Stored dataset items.
##############################

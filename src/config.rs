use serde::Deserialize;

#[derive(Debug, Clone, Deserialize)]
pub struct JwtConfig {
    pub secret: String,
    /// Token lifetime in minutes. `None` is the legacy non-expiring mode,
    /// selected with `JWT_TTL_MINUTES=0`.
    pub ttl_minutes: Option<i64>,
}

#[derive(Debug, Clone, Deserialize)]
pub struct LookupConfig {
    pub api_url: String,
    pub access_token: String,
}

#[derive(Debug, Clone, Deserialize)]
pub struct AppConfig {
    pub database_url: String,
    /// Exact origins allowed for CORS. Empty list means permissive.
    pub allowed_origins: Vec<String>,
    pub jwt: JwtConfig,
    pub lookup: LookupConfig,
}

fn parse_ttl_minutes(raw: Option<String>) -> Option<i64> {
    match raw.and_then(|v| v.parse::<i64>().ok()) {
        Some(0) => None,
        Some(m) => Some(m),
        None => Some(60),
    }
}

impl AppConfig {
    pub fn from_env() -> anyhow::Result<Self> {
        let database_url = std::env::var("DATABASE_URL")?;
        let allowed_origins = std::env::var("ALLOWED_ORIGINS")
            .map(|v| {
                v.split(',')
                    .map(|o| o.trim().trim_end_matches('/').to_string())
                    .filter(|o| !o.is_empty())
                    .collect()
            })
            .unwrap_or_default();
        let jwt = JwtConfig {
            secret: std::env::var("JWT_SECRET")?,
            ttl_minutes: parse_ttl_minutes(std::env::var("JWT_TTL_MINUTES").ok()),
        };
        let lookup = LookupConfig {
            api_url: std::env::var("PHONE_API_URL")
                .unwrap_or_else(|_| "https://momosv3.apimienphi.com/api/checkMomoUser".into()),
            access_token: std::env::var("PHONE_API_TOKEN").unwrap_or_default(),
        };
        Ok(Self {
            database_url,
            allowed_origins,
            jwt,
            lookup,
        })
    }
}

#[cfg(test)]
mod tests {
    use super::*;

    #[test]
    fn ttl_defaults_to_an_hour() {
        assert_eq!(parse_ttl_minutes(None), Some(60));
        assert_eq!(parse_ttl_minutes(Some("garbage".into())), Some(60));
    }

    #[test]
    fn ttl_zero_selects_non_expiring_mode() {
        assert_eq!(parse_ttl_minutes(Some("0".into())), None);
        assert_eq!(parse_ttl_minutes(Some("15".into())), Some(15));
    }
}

##############################

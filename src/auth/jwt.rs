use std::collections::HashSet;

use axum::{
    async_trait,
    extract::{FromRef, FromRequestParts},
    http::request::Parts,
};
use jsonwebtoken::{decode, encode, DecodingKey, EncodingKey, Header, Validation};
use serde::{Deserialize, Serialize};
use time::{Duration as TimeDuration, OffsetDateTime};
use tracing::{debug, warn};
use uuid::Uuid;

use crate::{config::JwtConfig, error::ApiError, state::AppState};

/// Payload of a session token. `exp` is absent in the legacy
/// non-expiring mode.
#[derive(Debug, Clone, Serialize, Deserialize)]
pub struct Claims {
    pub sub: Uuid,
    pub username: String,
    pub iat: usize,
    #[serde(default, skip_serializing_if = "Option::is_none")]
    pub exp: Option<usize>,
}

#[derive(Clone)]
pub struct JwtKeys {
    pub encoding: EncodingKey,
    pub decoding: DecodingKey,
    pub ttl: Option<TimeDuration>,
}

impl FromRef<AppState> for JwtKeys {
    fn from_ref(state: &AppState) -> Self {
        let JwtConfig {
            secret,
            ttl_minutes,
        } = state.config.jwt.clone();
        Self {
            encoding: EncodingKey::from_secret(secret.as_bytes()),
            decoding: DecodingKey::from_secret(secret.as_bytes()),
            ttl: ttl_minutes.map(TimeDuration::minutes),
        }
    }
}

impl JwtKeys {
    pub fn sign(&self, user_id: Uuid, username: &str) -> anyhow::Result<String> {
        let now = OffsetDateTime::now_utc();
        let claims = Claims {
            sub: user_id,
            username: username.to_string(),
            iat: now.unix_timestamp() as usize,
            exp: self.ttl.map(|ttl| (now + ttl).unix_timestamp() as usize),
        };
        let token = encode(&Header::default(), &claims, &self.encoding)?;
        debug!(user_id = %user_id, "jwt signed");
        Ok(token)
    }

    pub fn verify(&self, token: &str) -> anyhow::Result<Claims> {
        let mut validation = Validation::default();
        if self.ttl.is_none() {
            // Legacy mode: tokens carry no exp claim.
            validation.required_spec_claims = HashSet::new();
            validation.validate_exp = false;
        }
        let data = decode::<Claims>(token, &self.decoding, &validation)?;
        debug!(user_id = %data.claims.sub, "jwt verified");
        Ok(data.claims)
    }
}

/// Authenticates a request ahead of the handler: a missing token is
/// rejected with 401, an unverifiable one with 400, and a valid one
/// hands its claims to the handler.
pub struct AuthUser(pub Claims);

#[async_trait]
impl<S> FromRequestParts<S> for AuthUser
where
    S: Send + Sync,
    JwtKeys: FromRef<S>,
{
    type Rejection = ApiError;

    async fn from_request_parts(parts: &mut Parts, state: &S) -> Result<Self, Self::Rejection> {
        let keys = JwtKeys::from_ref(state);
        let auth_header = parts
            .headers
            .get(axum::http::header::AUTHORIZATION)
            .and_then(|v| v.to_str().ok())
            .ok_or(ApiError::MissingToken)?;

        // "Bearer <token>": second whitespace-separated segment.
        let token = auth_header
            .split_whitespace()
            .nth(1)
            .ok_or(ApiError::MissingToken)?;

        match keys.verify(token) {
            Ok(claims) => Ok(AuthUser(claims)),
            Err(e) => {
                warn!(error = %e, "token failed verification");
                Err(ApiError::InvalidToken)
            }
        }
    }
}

##############################

About this task.
Please reproduce, exactly as they appear above, the lines from the line containing "filename src/config.rs" up to and including the line containing "list means permissive.".

Solved problem.
filename src/config.rs
use serde::Deserialize;

#[derive(Debug, Clone, Deserialize)]
pub struct JwtConfig {
    pub secret: String,
    /// Token lifetime in minutes. `None` is the legacy non-expiring mode,
    /// selected with `JWT_TTL_MINUTES=0`.
    pub ttl_minutes: Option<i64>,
}

#[derive(Debug, Clone, Deserialize)]
pub struct LookupConfig {
    pub api_url: String,
    pub access_token: String,
}

#[derive(Debug, Clone, Deserialize)]
pub struct AppConfig {
    pub database_url: String,
    /// Exact origins allowed for CORS. Empty list means permissive.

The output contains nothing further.